Of course, the terms of such an education are hotly debated. A new book that pits itself against 'therapeutic education' claims that the new emphasis put upon personal relevance, inclusivity and the emotions in the curriculum contribute to a 'diminished' concept of the self that thereby provokes an accompanying "diminished sense of human potential" (Ecclestone and Hayes, 2009). I will no doubt offer my own views on this particular matter in a future posting. I mention it here merely to show that though the terms by which a self is to be initiated may lie in question, it still remains generally agreed that education, for its furtherance, requires successive generations of individual selves who will present themselves, willingly or not so willingly, to be tutored in the knowledge, skills and ethics that a successful human life requires.

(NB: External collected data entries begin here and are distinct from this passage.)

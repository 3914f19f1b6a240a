use base64::{engine::general_purpose::URL_SAFE_NO_PAD, Engine};
use chrono::{DateTime, Duration, Utc};
use rand::Rng;
use serde_json::json;
use url::Url;

use crate::server::config::{Configuration, DemoUserConfiguration};
use crate::server::error::ServerError;
use crate::server::models::{DeviceGrant, IssuedTokens, UserInfoResponse};

/// Consonants only, so codes never spell words and avoid look-alike vowels.
const USER_CODE_ALPHABET: &[u8] = b"BCDFGHJKLMNPQRSTVWXZ";
const USER_CODE_HALF: usize = 4;

const ACCESS_TOKEN_TTL_SECS: u64 = 86_400;

pub struct TokenIssuer {
    client_id: String,
    audience: Option<String>,
    public_url: Url,
    demo_user: DemoUserConfiguration,
}

impl TokenIssuer {
    pub fn new(configuration: &Configuration) -> Result<Self, ServerError> {
        let mut public_url = Url::parse(&configuration.server.public_url)?;
        if !public_url.path().ends_with('/') {
            let path = format!("{}/", public_url.path());
            public_url.set_path(&path);
        }

        if configuration.oauth.client_id.trim().is_empty() {
            return Err(ServerError::Configuration(
                "oauth.client_id must not be empty".to_string(),
            ));
        }

        Ok(Self {
            client_id: configuration.oauth.client_id.clone(),
            audience: configuration.oauth.audience.clone(),
            public_url,
            demo_user: configuration.demo_user.clone(),
        })
    }

    /// Reject requests from any client other than the configured one.
    pub fn authenticate_client(&self, client_id: &str) -> Result<(), ServerError> {
        if client_id == self.client_id {
            Ok(())
        } else {
            tracing::warn!(client_id = %client_id, "Unknown client");
            Err(ServerError::InvalidClient)
        }
    }

    pub fn check_audience(&self, audience: Option<&str>) -> Result<(), ServerError> {
        match (audience, self.audience.as_deref()) {
            (Some(requested), Some(configured)) if requested != configured => Err(
                ServerError::InvalidRequest(format!("Unknown audience {}", requested)),
            ),
            _ => Ok(()),
        }
    }

    pub fn verification_uri(&self) -> String {
        self.activate_url().to_string()
    }

    pub fn verification_uri_complete(&self, user_code: &str) -> String {
        let mut url = self.activate_url();
        url.query_pairs_mut().append_pair("user_code", user_code);
        url.to_string()
    }

    fn activate_url(&self) -> Url {
        let mut url = self.public_url.clone();
        let path = format!("{}activate", url.path());
        url.set_path(&path);
        url
    }

    /// Mint an opaque access token and an unsigned ID token for `grant`.
    pub fn issue(&self, grant: &DeviceGrant, now: DateTime<Utc>) -> IssuedTokens {
        let expires_at = now + Duration::seconds(ACCESS_TOKEN_TTL_SECS as i64);

        IssuedTokens {
            access_token: generate_opaque_token(),
            id_token: self.id_token(now, expires_at),
            expires_in: ACCESS_TOKEN_TTL_SECS,
            expires_at,
            scope: grant.scope.clone(),
        }
    }

    fn id_token(&self, now: DateTime<Utc>, expires_at: DateTime<Utc>) -> String {
        let header = json!({ "alg": "none", "typ": "JWT" });
        let claims = json!({
            "iss": self.public_url.as_str(),
            "sub": self.demo_user.subject,
            "aud": self.client_id,
            "iat": now.timestamp(),
            "exp": expires_at.timestamp(),
            "name": self.demo_user.name,
            "email": self.demo_user.email,
        });

        format!(
            "{}.{}.",
            URL_SAFE_NO_PAD.encode(header.to_string()),
            URL_SAFE_NO_PAD.encode(claims.to_string())
        )
    }

    pub fn user_info(&self) -> UserInfoResponse {
        UserInfoResponse {
            sub: self.demo_user.subject.clone(),
            name: self.demo_user.name.clone(),
            email: self.demo_user.email.clone(),
            picture: self.demo_user.picture.clone(),
        }
    }
}

/// `XXXX-XXXX` drawn from the user code alphabet.
pub fn generate_user_code() -> String {
    let mut rng = rand::rng();
    let mut pick = || USER_CODE_ALPHABET[rng.random_range(0..USER_CODE_ALPHABET.len())] as char;

    let first: String = (0..USER_CODE_HALF).map(|_| pick()).collect();
    let second: String = (0..USER_CODE_HALF).map(|_| pick()).collect();
    format!("{}-{}", first, second)
}

/// Canonical form of a code typed by a person: case and separators are
/// ignored. Returns `None` if the input cannot be a user code.
pub fn normalize_user_code(input: &str) -> Option<String> {
    let letters: String = input
        .chars()
        .filter(|c| c.is_ascii_alphanumeric())
        .map(|c| c.to_ascii_uppercase())
        .collect();

    if letters.len() != USER_CODE_HALF * 2
        || !letters.bytes().all(|b| USER_CODE_ALPHABET.contains(&b))
    {
        return None;
    }

    let (first, second) = letters.split_at(USER_CODE_HALF);
    Some(format!("{}-{}", first, second))
}

fn generate_opaque_token() -> String {
    let mut rng = rand::rng();
    let random_bytes: Vec<u8> = (0..32).map(|_| rng.random()).collect();
    URL_SAFE_NO_PAD.encode(&random_bytes)
}
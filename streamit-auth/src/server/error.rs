use axum::{
    http::{header, HeaderValue, StatusCode},
    response::{IntoResponse, Response},
    Json,
};
use serde_json::json;
use thiserror::Error;

/// Errors rendered as OAuth error bodies: `{"error", "error_description"}`.
#[derive(Debug, Error, Clone, PartialEq, Eq)]
pub enum ServerError {
    #[error("Invalid request: {0}")]
    InvalidRequest(String),

    #[error("Unknown client")]
    InvalidClient,

    #[error("Invalid grant: {0}")]
    InvalidGrant(String),

    #[error("Unsupported grant type: {0}")]
    UnsupportedGrantType(String),

    #[error("Authorization pending")]
    AuthorizationPending,

    #[error("Polling too fast")]
    SlowDown,

    #[error("Device code expired")]
    ExpiredToken,

    #[error("Access denied")]
    AccessDenied,

    #[error("Invalid access token")]
    InvalidToken,

    #[error("Not found: {0}")]
    NotFound(String),

    #[error("Configuration error: {0}")]
    Configuration(String),

    #[error("Internal server error: {0}")]
    Internal(String),
}

impl ServerError {
    /// OAuth `error` code.
    pub fn code(&self) -> &'static str {
        match self {
            ServerError::InvalidRequest(_) => "invalid_request",
            ServerError::InvalidClient => "invalid_client",
            ServerError::InvalidGrant(_) => "invalid_grant",
            ServerError::UnsupportedGrantType(_) => "unsupported_grant_type",
            ServerError::AuthorizationPending => "authorization_pending",
            ServerError::SlowDown => "slow_down",
            ServerError::ExpiredToken => "expired_token",
            ServerError::AccessDenied => "access_denied",
            ServerError::InvalidToken => "invalid_token",
            ServerError::NotFound(_) => "not_found",
            ServerError::Configuration(_) | ServerError::Internal(_) => "server_error",
        }
    }

    pub fn status(&self) -> StatusCode {
        match self {
            ServerError::InvalidRequest(_) | ServerError::UnsupportedGrantType(_) => {
                StatusCode::BAD_REQUEST
            }
            ServerError::InvalidClient | ServerError::InvalidToken => StatusCode::UNAUTHORIZED,
            ServerError::InvalidGrant(_)
            | ServerError::AuthorizationPending
            | ServerError::ExpiredToken
            | ServerError::AccessDenied => StatusCode::FORBIDDEN,
            ServerError::SlowDown => StatusCode::TOO_MANY_REQUESTS,
            ServerError::NotFound(_) => StatusCode::NOT_FOUND,
            ServerError::Configuration(_) | ServerError::Internal(_) => {
                StatusCode::INTERNAL_SERVER_ERROR
            }
        }
    }
}

impl IntoResponse for ServerError {
    fn into_response(self) -> Response {
        let status = self.status();
        let body = Json(json!({
            "error": self.code(),
            "error_description": self.to_string(),
        }));

        let mut response = (status, body).into_response();
        if self == ServerError::InvalidToken {
            response.headers_mut().insert(
                header::WWW_AUTHENTICATE,
                HeaderValue::from_static("Bearer error=\"invalid_token\""),
            );
        }
        response
    }
}

impl From<config::ConfigError> for ServerError {
    fn from(err: config::ConfigError) -> Self {
        ServerError::Configuration(err.to_string())
    }
}

impl From<url::ParseError> for ServerError {
    fn from(err: url::ParseError) -> Self {
        ServerError::Configuration(format!("Invalid public URL: {}", err))
    }
}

But what is a self? One fundamental question, and one which has immense implications for educational practice, is whether the self is formed largely independently, that is, in virtue of some internal power or capacity that need only be kindled or coaxed along by some external tutelage, or if on the contrary, it is fashioned relationally, through its encounters with numerous other humans and non-humans. Jane Roland Martin seems to advocate this latter position when she writes thus: "An adequate theory of education needs to go beyond a conception of persons as autonomous individuals not simply because education ought to bind human beings to one another, but because it should bind us to the natural order of which we are a part." (Martin, 1998). Gert Biesta is even more emphatic about the relational nature of subjectivity. Following Levinas, he considers the coming into the world of individual selves to involve a primordial responsibility towards what and who is other. In such a view we seem to be inescapably entwined within the social fabric, we exist for the Other as much as for ourselves, and certainly possess no or little stable, enduring identity.

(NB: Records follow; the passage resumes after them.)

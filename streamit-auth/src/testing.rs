use async_trait::async_trait;
use std::collections::VecDeque;
use std::sync::atomic::{AtomicUsize, Ordering};
use std::sync::{Arc, Mutex, MutexGuard};
use std::time::Duration;

use crate::client::provider_client::{
    AuthProvider, DeviceCodeRequest, DeviceCodeResponse, TokenExchange, UserInfo,
};
use crate::client::{DeviceFlowClient, MemoryTokenStore, Settings};
use crate::error::AuthError;

/// Provider double that replays scripted responses without any I/O.
///
/// Token exchanges are served in order; once the script runs out every poll
/// answers `authorization_pending`. With an exchange delay each token
/// response arrives that long after the request went out.
pub struct ScriptedProvider {
    device_code: Mutex<Result<DeviceCodeResponse, AuthError>>,
    token_script: Mutex<VecDeque<Result<TokenExchange, AuthError>>>,
    user_info: Mutex<Result<UserInfo, AuthError>>,
    device_code_requests: Mutex<Vec<DeviceCodeRequest>>,
    exchange_delay: Duration,
    token_calls: AtomicUsize,
    user_info_calls: AtomicUsize,
}

impl ScriptedProvider {
    pub fn new(device_code: DeviceCodeResponse) -> Self {
        Self {
            device_code: Mutex::new(Ok(device_code)),
            token_script: Mutex::new(VecDeque::new()),
            user_info: Mutex::new(Ok(UserInfo {
                sub: "auth0|viewer".to_string(),
                name: Some("Couch Viewer".to_string()),
                email: Some("viewer@streamit.dev".to_string()),
                picture: None,
            })),
            device_code_requests: Mutex::new(Vec::new()),
            exchange_delay: Duration::ZERO,
            token_calls: AtomicUsize::new(0),
            user_info_calls: AtomicUsize::new(0),
        }
    }

    pub fn failing_device_code(error: AuthError) -> Self {
        let provider = Self::new(device_code_response(300, None));
        *lock(&provider.device_code) = Err(error);
        provider
    }

    pub fn with_token_responses(
        self,
        responses: impl IntoIterator<Item = Result<TokenExchange, AuthError>>,
    ) -> Self {
        lock(&self.token_script).extend(responses);
        self
    }

    pub fn with_user_info(self, user_info: Result<UserInfo, AuthError>) -> Self {
        *lock(&self.user_info) = user_info;
        self
    }

    pub fn with_exchange_delay(mut self, delay: Duration) -> Self {
        self.exchange_delay = delay;
        self
    }

    pub fn device_code_calls(&self) -> usize {
        lock(&self.device_code_requests).len()
    }

    pub fn device_code_requests(&self) -> Vec<DeviceCodeRequest> {
        lock(&self.device_code_requests).clone()
    }

    pub fn token_calls(&self) -> usize {
        self.token_calls.load(Ordering::SeqCst)
    }

    pub fn user_info_calls(&self) -> usize {
        self.user_info_calls.load(Ordering::SeqCst)
    }
}

#[async_trait]
impl AuthProvider for ScriptedProvider {
    async fn request_device_code(
        &self,
        request: &DeviceCodeRequest,
    ) -> Result<DeviceCodeResponse, AuthError> {
        lock(&self.device_code_requests).push(request.clone());
        lock(&self.device_code).clone()
    }

    async fn exchange_device_code(
        &self,
        _device_code: &str,
        _client_id: &str,
    ) -> Result<TokenExchange, AuthError> {
        self.token_calls.fetch_add(1, Ordering::SeqCst);
        if !self.exchange_delay.is_zero() {
            tokio::time::sleep(self.exchange_delay).await;
        }
        lock(&self.token_script)
            .pop_front()
            .unwrap_or_else(|| Ok(TokenExchange::pending()))
    }

    async fn fetch_user_info(&self, _access_token: &str) -> Result<UserInfo, AuthError> {
        self.user_info_calls.fetch_add(1, Ordering::SeqCst);
        lock(&self.user_info).clone()
    }
}

fn lock<T>(mutex: &Mutex<T>) -> MutexGuard<'_, T> {
    mutex.lock().unwrap_or_else(|e| e.into_inner())
}

/// Device code response used throughout the tests.
pub fn device_code_response(expires_in: u64, interval: Option<u64>) -> DeviceCodeResponse {
    DeviceCodeResponse {
        device_code: "DC1".to_string(),
        user_code: "ABCD-1234".to_string(),
        verification_uri: "https://example.com/device".to_string(),
        verification_uri_complete: Some("https://example.com/device?code=ABCD-1234".to_string()),
        expires_in,
        interval,
    }
}

/// Client wired to `provider` with in-memory token storage.
pub fn scripted_client(provider: Arc<ScriptedProvider>) -> DeviceFlowClient {
    let settings = Settings::for_provider("my-tenant.example.com", "abc123");
    DeviceFlowClient::with_provider(settings, provider, Arc::new(MemoryTokenStore::new()))
}
use anyhow::Result;
use tracing_subscriber::{layer::SubscriberExt, util::SubscriberInitExt, EnvFilter};

use streamit_auth::server::{config::Configuration, router, AppState};

#[tokio::main]
async fn main() -> Result<()> {
    // Load environment variables
    dotenvy::dotenv().ok();

    // Initialize tracing with structured logging
    tracing_subscriber::registry()
        .with(EnvFilter::try_from_default_env().unwrap_or_else(|_| "info".into()))
        .with(
            tracing_subscriber::fmt::layer()
                .with_target(true)
                .with_thread_ids(false)
                .with_file(false)
                .with_line_number(false),
        )
        .init();

    // Load configuration
    let configuration = Configuration::new()?;
    tracing::info!(
        client_id = %configuration.oauth.client_id,
        public_url = %configuration.server.public_url,
        "Configuration loaded successfully"
    );

    let app_state = AppState::new(&configuration)?;
    let _cleanup = app_state.grants.spawn_cleanup();

    let app = router(app_state);

    // Start server
    let addr = format!(
        "{}:{}",
        configuration.server.host, configuration.server.port
    );
    tracing::info!("Starting device authorization provider on {}", addr);

    let listener = tokio::net::TcpListener::bind(&addr).await?;
    axum::serve(listener, app)
        .with_graceful_shutdown(shutdown_signal())
        .await?;

    tracing::info!("Provider stopped");
    Ok(())
}

async fn shutdown_signal() {
    if let Err(e) = tokio::signal::ctrl_c().await {
        tracing::error!(error = %e, "Failed to listen for shutdown signal");
        std::future::pending::<()>().await;
    }
}
pub mod app;
pub mod cli;
pub mod logging;

pub use app::{login, logout, profile_card, status};
pub use cli::{Cli, Command};
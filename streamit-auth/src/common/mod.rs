mod models;

pub use models::{
    format_remaining, AuthSession, AuthorizationStatus, DeviceAuthorization, StoredTokens,
    UserProfile,
};
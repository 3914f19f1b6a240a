use axum::{extract::State, Form, Json};
use chrono::Utc;

use crate::server::{
    error::ServerError,
    models::{DeviceCodeForm, DeviceCodeResponse},
    AppState,
};

const DEFAULT_SCOPE: &str = "openid profile email";

pub async fn device_authorization(
    State(state): State<AppState>,
    Form(form): Form<DeviceCodeForm>,
) -> Result<Json<DeviceCodeResponse>, ServerError> {
    let client_id = form
        .client_id
        .as_deref()
        .filter(|id| !id.is_empty())
        .ok_or_else(|| ServerError::InvalidRequest("Missing client_id".to_string()))?;

    // Create span with client_id for all logs in this request
    let span = tracing::info_span!("device_authorization", client_id = %client_id);
    let _enter = span.enter();

    state.issuer.authenticate_client(client_id)?;
    state.issuer.check_audience(form.audience.as_deref())?;

    let scope = form.scope.as_deref().unwrap_or(DEFAULT_SCOPE);
    let now = Utc::now();
    let grant = state.grants.create(client_id, scope, now);

    tracing::info!(
        user_code = %grant.user_code,
        expires_in = grant.expires_in(now),
        "Issued device code"
    );

    Ok(Json(DeviceCodeResponse {
        verification_uri: state.issuer.verification_uri(),
        verification_uri_complete: state.issuer.verification_uri_complete(&grant.user_code),
        expires_in: grant.expires_in(now),
        interval: grant.interval,
        device_code: grant.device_code,
        user_code: grant.user_code,
    }))
}
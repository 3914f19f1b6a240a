use clap::{Parser, Subcommand};

/// StreamIt on the big screen
#[derive(Parser, Debug)]
#[command(name = "streamit", version, about = "StreamIt TV client")]
pub struct Cli {
    #[command(subcommand)]
    pub command: Option<Command>,
}

#[derive(Subcommand, Debug, Clone, Copy, PartialEq, Eq)]
pub enum Command {
    /// Sign in with a code entered on another device
    Login,
    /// Forget the stored session
    Logout,
    /// Show who is signed in
    Status,
}

impl Cli {
    /// `login` when no subcommand is given.
    pub fn command(&self) -> Command {
        self.command.unwrap_or(Command::Login)
    }
}

#[cfg(test)]
mod tests {
    use super::*;

    #[test]
    fn test_login_is_default() {
        let cli = Cli::try_parse_from(["streamit"]).unwrap();
        assert_eq!(cli.command(), Command::Login);
    }

    #[test]
    fn test_subcommands() {
        let cli = Cli::try_parse_from(["streamit", "logout"]).unwrap();
        assert_eq!(cli.command(), Command::Logout);

        let cli = Cli::try_parse_from(["streamit", "status"]).unwrap();
        assert_eq!(cli.command(), Command::Status);

        assert!(Cli::try_parse_from(["streamit", "watch"]).is_err());
    }
}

The question is, does either of these polarised views on self-formation present us with a sensible basis on which to build educational practice? One would seem to call for a classroom opened outwards, as it were, with endless opportunities to engage with other human beings, and with the world at large. The other seems to demand a classroom that favours introspection and a persistent searching for and exposing of one's own feelings and emotions (what I would class a literally self-centred education). Yet, common sense would surely suggest that an education, if it is to be balanced and well-rounded, should offer occasions both for interacting with the 'real world' and the innumerable encounters with other points of view that this entails, whilst also allowing a time and place for solitude, self-searching and self-expression.

In short, education must bring us to an understanding of ourselves at the same time as it allows us to see beyond ourselves, to that shared world in which we must, for all our sakes, learn to co-exist. It is my intention, as this blog progresses, to show that an underlying concept which grounds our experience of Self and Other, and through which we gain access to an interior and exterior reality, might lie (literally) underneath our feet. The concept in question is place. I wish to show how a curriculum built upon the underlying concept of place could initiate students into the rich mode of understanding of self and world that we are seeking.

To be continued...

References

Biesta, G.J.J. (2006) Beyond Learning: Democratic Education for a Human Future. Boulder, Colorado: Paradigm Publishers.
Ecclestone, K and Hayes, D. (2009) The Dangerous Rise of Therapeutic Education. Abingdon, Oxon: Routledge.
Martin, J.R. (1998) 'Needed: A New Paradigm for Liberal Education', in Philosophy of Education: Major Themes in the Analytic Tradition. Volume 1: Philosophy and Education (eds. Paul H. Hirst and Patricia White). London: Routledge.